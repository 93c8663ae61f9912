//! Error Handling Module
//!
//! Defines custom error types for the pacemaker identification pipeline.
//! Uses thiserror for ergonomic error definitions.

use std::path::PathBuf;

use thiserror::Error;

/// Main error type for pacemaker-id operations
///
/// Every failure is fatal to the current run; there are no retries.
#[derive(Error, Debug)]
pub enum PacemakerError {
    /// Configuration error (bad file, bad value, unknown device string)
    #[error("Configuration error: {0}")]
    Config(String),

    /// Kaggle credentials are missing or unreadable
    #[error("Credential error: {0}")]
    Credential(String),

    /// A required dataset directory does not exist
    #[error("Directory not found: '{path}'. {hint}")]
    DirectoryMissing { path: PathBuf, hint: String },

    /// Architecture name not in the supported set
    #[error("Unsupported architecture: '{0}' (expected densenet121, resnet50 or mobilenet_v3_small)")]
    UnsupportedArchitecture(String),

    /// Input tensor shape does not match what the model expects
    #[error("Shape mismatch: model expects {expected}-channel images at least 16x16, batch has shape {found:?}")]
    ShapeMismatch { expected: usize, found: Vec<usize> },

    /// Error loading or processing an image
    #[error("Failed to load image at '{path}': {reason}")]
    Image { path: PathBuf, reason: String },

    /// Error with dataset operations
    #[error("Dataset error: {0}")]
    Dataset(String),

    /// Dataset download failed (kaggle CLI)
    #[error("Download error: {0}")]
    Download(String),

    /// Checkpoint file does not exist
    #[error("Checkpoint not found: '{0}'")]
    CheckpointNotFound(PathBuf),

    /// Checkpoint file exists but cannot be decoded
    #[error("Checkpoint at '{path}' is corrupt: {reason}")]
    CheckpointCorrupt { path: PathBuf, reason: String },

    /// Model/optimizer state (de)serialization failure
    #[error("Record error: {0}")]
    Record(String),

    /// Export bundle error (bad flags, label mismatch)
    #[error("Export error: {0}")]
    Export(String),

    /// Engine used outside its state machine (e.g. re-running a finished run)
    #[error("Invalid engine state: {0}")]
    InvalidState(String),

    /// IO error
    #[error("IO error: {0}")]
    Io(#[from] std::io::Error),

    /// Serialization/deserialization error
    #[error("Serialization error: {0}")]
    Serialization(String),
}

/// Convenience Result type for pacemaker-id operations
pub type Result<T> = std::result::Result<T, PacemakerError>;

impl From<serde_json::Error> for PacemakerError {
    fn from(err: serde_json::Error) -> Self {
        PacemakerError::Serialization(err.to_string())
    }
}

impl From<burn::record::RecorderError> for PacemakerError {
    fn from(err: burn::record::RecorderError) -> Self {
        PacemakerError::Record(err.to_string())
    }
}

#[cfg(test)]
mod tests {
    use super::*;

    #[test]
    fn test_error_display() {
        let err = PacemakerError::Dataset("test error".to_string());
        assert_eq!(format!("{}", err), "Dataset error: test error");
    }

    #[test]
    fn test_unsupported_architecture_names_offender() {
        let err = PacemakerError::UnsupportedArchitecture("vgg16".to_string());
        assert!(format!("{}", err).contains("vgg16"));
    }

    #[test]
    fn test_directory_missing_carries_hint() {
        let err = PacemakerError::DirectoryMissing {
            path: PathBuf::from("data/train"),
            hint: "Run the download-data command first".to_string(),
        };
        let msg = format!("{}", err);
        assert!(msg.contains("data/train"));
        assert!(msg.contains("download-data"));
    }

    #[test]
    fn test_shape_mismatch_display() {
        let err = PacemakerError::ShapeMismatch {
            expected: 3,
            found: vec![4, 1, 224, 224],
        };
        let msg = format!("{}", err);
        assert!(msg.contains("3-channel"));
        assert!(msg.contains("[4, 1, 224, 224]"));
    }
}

# TASK GOAL:
Reproduce all of the material above without alteration.

# ANSWER TO THIS PROBLEM:
repository 93c8663ae61f9912
//! Error Handling Module
//!
//! Defines custom error types for the pacemaker identification pipeline.
//! Uses thiserror for ergonomic error definitions.

use std::path::PathBuf;

use thiserror::Error;

/// Main error type for pacemaker-id operations
///
/// Every failure is fatal to the current run; there are no retries.
#[derive(Error, Debug)]
pub enum PacemakerError {
    /// Configuration error (bad file, bad value, unknown device string)
    #[error("Configuration error: {0}")]
    Config(String),

    /// Kaggle credentials are missing or unreadable
    #[error("Credential error: {0}")]
    Credential(String),

    /// A required dataset directory does not exist
    #[error("Directory not found: '{path}'. {hint}")]
    DirectoryMissing { path: PathBuf, hint: String },

    /// Architecture name not in the supported set
    #[error("Unsupported architecture: '{0}' (expected densenet121, resnet50 or mobilenet_v3_small)")]
    UnsupportedArchitecture(String),

    /// Input tensor shape does not match what the model expects
    #[error("Shape mismatch: model expects {expected}-channel images at least 16x16, batch has shape {found:?}")]
    ShapeMismatch { expected: usize, found: Vec<usize> },

    /// Error loading or processing an image
    #[error("Failed to load image at '{path}': {reason}")]
    Image { path: PathBuf, reason: String },

    /// Error with dataset operations
    #[error("Dataset error: {0}")]
    Dataset(String),

    /// Dataset download failed (kaggle CLI)
    #[error("Download error: {0}")]
    Download(String),

    /// Checkpoint file does not exist
    #[error("Checkpoint not found: '{0}'")]
    CheckpointNotFound(PathBuf),

    /// Checkpoint file exists but cannot be decoded
    #[error("Checkpoint at '{path}' is corrupt: {reason}")]
    CheckpointCorrupt { path: PathBuf, reason: String },

    /// Model/optimizer state (de)serialization failure
    #[error("Record error: {0}")]
    Record(String),

    /// Export bundle error (bad flags, label mismatch)
    #[error("Export error: {0}")]
    Export(String),

    /// Engine used outside its state machine (e.g. re-running a finished run)
    #[error("Invalid engine state: {0}")]
    InvalidState(String),

    /// IO error
    #[error("IO error: {0}")]
    Io(#[from] std::io::Error),

    /// Serialization/deserialization error
    #[error("Serialization error: {0}")]
    Serialization(String),
}

/// Convenience Result type for pacemaker-id operations
pub type Result<T> = std::result::Result<T, PacemakerError>;

impl From<serde_json::Error> for PacemakerError {
    fn from(err: serde_json::Error) -> Self {
        PacemakerError::Serialization(err.to_string())
    }
}

impl From<burn::record::RecorderError> for PacemakerError {
    fn from(err: burn::record::RecorderError) -> Self {
        PacemakerError::Record(err.to_string())
    }
}

#[cfg(test)]
mod tests {
    use super::*;

    #[test]
    fn test_error_display() {
        let err = PacemakerError::Dataset("test error".to_string());
        assert_eq!(format!("{}", err), "Dataset error: test error");
    }

    #[test]
    fn test_unsupported_architecture_names_offender() {
        let err = PacemakerError::UnsupportedArchitecture("vgg16".to_string());
        assert!(format!("{}", err).contains("vgg16"));
    }

    #[test]
    fn test_directory_missing_carries_hint() {
        let err = PacemakerError::DirectoryMissing {
            path: PathBuf::from("data/train"),
            hint: "Run the download-data command first".to_string(),
        };
        let msg = format!("{}", err);
        assert!(msg.contains("data/train"));
        assert!(msg.contains("download-data"));
    }

    #[test]
    fn test_shape_mismatch_display() {
        let err = PacemakerError::ShapeMismatch {
            expected: 3,
            found: vec![4, 1, 224, 224],
        };
        let msg = format!("{}", err);
        assert!(msg.contains("3-channel"));
        assert!(msg.contains("[4, 1, 224, 224]"));
    }
}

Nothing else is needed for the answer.